ASSIGNED TASK:
Beginning with the line that holds "#[serde(flatten)]" in the data below, give again every line through the one that holds "let question_type: String", exactly as written.

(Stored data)
──────
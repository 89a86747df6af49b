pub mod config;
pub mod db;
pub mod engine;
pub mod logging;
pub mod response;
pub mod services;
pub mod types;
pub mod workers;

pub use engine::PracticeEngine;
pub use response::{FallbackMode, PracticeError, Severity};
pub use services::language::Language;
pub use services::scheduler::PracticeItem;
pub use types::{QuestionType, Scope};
──────
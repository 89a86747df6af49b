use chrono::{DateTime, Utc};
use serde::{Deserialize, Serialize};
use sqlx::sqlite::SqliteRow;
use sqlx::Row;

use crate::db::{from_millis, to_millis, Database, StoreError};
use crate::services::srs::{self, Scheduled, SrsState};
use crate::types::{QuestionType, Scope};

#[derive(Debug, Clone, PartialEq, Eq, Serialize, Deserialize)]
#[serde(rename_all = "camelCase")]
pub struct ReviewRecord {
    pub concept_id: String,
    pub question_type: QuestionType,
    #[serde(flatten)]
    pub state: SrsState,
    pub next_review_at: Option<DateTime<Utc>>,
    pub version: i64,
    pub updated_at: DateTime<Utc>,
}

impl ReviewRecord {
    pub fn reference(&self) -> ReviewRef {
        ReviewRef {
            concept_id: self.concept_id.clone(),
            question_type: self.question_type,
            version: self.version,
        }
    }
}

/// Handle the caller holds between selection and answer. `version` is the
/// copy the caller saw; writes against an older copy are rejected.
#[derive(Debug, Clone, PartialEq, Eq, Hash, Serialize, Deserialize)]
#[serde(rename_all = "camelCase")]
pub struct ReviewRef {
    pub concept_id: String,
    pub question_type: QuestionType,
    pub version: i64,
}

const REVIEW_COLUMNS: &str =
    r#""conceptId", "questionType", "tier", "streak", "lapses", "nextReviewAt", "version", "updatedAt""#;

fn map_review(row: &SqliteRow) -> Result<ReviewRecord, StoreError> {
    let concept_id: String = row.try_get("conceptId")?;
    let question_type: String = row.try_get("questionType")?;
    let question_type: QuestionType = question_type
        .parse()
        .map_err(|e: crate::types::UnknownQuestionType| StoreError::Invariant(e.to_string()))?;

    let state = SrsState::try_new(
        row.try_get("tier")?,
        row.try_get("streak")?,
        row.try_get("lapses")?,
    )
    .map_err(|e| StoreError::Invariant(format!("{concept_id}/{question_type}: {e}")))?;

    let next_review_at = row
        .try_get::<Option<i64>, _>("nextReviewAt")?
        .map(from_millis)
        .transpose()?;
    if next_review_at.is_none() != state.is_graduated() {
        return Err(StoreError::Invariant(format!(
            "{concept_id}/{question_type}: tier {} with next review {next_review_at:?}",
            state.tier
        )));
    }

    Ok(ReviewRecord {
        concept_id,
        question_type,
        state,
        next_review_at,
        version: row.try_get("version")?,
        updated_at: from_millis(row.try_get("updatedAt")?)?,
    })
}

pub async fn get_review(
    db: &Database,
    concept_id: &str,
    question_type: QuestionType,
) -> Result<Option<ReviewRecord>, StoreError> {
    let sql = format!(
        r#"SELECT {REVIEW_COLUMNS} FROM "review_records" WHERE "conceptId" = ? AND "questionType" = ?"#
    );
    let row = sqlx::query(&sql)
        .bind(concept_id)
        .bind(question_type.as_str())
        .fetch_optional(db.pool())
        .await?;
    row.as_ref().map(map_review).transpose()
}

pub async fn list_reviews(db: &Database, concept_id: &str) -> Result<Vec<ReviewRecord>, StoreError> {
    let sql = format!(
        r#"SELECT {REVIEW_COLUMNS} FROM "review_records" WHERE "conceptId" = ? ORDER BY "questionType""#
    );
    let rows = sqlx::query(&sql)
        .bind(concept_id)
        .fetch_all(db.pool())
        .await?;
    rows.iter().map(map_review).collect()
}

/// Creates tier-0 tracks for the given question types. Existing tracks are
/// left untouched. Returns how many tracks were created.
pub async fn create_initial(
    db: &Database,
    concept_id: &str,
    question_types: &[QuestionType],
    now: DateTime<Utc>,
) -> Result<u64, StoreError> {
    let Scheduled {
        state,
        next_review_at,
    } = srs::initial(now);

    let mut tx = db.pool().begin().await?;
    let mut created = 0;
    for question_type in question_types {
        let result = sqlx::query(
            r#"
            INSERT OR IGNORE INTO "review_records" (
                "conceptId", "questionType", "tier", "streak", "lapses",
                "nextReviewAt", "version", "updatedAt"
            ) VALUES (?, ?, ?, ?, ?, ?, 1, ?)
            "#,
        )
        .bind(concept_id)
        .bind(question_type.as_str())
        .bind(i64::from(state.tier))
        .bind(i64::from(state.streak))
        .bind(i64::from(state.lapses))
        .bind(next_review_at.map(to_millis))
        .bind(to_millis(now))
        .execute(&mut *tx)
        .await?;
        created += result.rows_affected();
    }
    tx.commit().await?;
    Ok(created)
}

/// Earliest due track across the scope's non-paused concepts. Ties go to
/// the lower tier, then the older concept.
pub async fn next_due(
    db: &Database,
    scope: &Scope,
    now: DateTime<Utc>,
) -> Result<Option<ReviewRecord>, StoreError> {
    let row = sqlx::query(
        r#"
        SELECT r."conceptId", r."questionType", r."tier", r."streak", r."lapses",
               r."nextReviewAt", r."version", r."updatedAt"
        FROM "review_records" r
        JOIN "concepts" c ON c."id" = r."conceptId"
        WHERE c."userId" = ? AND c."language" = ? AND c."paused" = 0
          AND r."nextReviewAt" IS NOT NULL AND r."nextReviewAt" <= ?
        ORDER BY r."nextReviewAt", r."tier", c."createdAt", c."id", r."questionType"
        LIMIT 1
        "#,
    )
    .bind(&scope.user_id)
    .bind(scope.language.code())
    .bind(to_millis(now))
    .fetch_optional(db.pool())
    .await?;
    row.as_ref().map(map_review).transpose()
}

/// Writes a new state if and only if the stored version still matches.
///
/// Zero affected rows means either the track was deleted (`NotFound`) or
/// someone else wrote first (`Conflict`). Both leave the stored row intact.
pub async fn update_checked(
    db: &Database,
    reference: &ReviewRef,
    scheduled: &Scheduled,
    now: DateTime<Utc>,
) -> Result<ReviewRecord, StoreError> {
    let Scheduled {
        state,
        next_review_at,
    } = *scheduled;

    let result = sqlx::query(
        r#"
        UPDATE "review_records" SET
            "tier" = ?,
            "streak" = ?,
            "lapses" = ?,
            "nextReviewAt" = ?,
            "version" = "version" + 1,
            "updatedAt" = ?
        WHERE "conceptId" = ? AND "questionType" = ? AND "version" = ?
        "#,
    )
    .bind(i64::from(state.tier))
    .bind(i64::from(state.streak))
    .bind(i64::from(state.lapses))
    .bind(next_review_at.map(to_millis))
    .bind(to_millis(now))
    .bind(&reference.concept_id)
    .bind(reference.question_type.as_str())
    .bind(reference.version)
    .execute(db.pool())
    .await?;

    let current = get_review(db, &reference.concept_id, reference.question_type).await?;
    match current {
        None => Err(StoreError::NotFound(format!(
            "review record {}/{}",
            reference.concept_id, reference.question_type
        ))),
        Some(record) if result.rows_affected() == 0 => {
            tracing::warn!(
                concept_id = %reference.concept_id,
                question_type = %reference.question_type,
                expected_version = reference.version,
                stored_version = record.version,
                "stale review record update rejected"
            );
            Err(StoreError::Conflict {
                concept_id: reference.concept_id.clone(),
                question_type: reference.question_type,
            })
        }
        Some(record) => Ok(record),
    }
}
──────
ANSWER BOX:
    #[serde(flatten)]
    pub state: SrsState,
    pub next_review_at: Option<DateTime<Utc>>,
    pub version: i64,
    pub updated_at: DateTime<Utc>,
}

impl ReviewRecord {
    pub fn reference(&self) -> ReviewRef {
        ReviewRef {
            concept_id: self.concept_id.clone(),
            question_type: self.question_type,
            version: self.version,
        }
    }
}

/// Handle the caller holds between selection and answer. `version` is the
/// copy the caller saw; writes against an older copy are rejected.
#[derive(Debug, Clone, PartialEq, Eq, Hash, Serialize, Deserialize)]
#[serde(rename_all = "camelCase")]
pub struct ReviewRef {
    pub concept_id: String,
    pub question_type: QuestionType,
    pub version: i64,
}

const REVIEW_COLUMNS: &str =
    r#""conceptId", "questionType", "tier", "streak", "lapses", "nextReviewAt", "version", "updatedAt""#;

fn map_review(row: &SqliteRow) -> Result<ReviewRecord, StoreError> {
    let concept_id: String = row.try_get("conceptId")?;
    let question_type: String = row.try_get("questionType")?;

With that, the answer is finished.